## WHAT NEEDS TO BE DONE
Using the material below, print the line that contains "repository 914e4887965d9823", the line that contains "in-memory store for", and every line in between, exactly and nothing else.
BEGIN
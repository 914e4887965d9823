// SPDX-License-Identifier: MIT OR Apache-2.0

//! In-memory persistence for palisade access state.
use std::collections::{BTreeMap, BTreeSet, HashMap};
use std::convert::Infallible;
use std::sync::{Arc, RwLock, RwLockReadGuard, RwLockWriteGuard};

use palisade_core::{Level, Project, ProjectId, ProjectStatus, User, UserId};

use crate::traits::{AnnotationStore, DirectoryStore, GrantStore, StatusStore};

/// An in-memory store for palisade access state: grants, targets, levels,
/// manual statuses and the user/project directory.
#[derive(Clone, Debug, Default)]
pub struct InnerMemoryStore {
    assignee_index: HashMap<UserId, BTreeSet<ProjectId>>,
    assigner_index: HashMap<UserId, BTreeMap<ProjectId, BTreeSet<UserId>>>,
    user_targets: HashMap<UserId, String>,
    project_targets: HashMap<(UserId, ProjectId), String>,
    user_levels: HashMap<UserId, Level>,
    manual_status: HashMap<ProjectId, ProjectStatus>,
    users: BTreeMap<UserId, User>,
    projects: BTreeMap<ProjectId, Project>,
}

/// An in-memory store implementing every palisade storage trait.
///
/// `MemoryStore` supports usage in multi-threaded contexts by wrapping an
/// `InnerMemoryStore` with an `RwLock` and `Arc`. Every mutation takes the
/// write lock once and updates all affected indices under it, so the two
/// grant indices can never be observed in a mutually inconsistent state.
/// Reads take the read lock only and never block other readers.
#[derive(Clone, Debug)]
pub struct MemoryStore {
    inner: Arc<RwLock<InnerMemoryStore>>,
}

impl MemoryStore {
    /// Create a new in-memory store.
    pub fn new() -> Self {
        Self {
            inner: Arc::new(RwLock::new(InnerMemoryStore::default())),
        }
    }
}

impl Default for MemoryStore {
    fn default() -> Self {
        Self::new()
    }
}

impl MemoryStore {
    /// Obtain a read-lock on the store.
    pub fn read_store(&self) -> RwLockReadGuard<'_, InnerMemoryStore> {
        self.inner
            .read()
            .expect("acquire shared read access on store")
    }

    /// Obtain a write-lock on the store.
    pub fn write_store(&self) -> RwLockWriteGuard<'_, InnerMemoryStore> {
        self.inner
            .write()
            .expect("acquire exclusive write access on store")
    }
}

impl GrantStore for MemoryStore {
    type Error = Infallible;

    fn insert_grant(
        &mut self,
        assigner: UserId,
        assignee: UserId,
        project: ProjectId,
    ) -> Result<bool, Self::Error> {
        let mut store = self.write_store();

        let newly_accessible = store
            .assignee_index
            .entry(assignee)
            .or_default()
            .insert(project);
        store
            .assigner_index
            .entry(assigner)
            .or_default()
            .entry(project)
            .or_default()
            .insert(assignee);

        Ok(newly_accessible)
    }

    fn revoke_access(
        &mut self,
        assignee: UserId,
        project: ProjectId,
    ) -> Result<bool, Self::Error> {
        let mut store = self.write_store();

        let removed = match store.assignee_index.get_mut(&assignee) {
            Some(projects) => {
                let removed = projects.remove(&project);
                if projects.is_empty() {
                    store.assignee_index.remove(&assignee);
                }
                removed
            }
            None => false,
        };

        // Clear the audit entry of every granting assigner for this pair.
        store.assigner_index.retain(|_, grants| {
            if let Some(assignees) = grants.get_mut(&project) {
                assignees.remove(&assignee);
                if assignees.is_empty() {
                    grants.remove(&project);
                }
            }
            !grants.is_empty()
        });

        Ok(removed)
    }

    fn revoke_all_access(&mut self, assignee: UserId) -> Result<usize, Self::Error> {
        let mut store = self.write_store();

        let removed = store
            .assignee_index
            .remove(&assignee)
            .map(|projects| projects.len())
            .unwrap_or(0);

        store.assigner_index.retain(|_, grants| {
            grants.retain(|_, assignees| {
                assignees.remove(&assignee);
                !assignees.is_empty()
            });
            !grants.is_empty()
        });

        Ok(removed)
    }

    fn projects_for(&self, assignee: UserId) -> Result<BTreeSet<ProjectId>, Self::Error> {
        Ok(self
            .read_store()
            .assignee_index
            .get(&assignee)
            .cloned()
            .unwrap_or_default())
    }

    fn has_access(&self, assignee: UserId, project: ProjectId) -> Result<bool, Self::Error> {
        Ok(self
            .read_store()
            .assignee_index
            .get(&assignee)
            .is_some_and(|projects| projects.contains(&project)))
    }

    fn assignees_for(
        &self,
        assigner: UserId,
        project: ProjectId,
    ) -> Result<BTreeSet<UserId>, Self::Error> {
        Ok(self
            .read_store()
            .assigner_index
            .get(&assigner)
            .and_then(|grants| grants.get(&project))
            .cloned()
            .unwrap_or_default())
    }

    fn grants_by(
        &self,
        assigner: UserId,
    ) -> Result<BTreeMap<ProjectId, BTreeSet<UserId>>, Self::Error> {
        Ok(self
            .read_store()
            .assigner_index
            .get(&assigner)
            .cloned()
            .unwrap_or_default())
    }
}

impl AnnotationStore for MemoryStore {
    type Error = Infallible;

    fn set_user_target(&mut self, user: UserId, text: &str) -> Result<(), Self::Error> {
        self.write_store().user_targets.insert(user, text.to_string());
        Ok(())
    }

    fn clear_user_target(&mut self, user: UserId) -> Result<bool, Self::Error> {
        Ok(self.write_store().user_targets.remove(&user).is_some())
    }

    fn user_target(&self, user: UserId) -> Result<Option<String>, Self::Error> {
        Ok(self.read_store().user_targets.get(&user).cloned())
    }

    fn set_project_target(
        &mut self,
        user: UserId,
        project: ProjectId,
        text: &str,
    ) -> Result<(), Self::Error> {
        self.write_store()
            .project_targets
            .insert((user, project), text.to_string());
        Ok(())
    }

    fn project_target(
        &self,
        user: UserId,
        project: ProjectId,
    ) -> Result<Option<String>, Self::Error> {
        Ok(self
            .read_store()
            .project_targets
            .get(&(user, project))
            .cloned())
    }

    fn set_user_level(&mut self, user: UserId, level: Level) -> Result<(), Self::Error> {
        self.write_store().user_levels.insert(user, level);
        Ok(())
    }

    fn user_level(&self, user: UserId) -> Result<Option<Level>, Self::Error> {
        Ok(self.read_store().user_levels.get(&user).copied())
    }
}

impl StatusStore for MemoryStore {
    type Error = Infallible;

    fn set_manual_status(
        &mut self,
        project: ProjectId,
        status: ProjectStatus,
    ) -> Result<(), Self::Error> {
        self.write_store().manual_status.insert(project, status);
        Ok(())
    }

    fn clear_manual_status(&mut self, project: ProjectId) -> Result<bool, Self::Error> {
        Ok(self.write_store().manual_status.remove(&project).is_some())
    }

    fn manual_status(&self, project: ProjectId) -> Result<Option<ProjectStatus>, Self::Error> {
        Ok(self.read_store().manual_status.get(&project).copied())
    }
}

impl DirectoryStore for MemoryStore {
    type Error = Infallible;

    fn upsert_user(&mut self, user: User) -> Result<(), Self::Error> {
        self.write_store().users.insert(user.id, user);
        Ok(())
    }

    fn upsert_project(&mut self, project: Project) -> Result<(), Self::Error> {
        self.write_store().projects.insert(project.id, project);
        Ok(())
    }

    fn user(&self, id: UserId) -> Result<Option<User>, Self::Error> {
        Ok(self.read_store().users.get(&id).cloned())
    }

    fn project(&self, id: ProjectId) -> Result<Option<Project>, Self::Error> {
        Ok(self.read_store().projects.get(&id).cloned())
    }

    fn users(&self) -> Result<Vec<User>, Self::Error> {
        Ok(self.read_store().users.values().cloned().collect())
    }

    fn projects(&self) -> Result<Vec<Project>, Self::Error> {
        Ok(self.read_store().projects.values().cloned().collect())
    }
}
END
BEGIN
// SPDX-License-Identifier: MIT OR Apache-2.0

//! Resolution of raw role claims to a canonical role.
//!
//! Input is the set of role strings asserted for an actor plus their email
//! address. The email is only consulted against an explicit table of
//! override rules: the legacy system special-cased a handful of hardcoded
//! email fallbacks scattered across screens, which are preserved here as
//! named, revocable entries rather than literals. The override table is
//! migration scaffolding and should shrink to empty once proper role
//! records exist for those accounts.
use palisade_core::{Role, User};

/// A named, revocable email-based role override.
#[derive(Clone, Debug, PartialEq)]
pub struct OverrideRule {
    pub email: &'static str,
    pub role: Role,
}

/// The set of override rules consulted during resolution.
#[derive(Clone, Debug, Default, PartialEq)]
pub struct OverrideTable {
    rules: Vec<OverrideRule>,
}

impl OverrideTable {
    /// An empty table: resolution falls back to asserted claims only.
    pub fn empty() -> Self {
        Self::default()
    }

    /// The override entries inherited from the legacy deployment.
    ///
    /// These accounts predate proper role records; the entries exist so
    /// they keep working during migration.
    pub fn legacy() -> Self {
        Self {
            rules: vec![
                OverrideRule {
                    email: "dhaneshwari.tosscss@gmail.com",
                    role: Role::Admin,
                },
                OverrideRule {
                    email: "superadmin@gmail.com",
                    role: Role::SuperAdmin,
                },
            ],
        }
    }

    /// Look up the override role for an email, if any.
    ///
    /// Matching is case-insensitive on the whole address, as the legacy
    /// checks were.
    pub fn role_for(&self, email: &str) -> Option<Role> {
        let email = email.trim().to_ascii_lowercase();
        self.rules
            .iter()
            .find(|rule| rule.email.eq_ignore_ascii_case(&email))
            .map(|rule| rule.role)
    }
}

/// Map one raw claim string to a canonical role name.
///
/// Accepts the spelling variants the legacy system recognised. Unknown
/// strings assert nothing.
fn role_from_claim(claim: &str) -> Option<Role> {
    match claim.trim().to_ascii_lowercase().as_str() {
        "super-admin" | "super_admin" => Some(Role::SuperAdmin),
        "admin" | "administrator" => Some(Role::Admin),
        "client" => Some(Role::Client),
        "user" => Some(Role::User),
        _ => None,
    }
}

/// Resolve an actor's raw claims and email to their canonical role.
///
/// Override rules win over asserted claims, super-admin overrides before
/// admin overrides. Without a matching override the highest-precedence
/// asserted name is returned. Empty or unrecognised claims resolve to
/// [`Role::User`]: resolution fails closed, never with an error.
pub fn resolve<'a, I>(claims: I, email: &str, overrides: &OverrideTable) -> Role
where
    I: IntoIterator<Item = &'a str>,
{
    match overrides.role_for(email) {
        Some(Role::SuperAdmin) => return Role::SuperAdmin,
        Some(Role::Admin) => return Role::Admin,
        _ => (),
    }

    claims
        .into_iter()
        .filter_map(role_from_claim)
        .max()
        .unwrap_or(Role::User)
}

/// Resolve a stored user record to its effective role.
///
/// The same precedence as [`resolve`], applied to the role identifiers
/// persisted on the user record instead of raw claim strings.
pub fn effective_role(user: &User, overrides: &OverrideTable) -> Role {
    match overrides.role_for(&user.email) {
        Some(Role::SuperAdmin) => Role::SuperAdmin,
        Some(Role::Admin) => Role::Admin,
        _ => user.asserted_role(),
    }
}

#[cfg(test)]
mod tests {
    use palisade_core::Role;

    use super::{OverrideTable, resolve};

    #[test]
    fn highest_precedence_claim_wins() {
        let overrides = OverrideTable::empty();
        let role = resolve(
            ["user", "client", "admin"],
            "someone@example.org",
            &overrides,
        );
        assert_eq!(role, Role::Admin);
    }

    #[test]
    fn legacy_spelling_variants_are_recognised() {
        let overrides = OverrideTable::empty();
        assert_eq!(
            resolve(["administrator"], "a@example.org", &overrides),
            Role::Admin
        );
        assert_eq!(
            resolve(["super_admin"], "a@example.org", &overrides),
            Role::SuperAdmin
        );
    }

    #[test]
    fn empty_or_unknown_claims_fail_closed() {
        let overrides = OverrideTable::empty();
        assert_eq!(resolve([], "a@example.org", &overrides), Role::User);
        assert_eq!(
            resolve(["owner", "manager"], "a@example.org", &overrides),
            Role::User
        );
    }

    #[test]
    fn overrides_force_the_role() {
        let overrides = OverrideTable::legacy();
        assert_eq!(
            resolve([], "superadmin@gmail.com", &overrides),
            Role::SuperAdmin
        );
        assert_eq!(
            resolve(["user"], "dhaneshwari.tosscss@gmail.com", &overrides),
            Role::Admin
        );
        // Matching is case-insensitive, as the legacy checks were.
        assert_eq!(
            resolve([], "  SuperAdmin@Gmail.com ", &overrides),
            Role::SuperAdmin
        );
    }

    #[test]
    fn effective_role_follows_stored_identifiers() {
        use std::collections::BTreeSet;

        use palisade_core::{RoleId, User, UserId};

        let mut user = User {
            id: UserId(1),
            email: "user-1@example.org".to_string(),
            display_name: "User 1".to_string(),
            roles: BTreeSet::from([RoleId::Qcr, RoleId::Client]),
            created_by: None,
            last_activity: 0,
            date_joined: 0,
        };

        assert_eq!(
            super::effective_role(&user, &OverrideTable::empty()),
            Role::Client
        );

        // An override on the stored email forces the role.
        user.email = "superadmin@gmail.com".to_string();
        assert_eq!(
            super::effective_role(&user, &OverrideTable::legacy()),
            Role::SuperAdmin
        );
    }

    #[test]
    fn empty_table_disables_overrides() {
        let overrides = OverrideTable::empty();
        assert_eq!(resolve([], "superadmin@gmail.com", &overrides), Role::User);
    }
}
END
## ANSWER TO THE EXERCISE
repository 914e4887965d9823
// SPDX-License-Identifier: MIT OR Apache-2.0

//! In-memory persistence for palisade access state.
use std::collections::{BTreeMap, BTreeSet, HashMap};
use std::convert::Infallible;
use std::sync::{Arc, RwLock, RwLockReadGuard, RwLockWriteGuard};

use palisade_core::{Level, Project, ProjectId, ProjectStatus, User, UserId};

use crate::traits::{AnnotationStore, DirectoryStore, GrantStore, StatusStore};

/// An in-memory store for palisade access state: grants, targets, levels,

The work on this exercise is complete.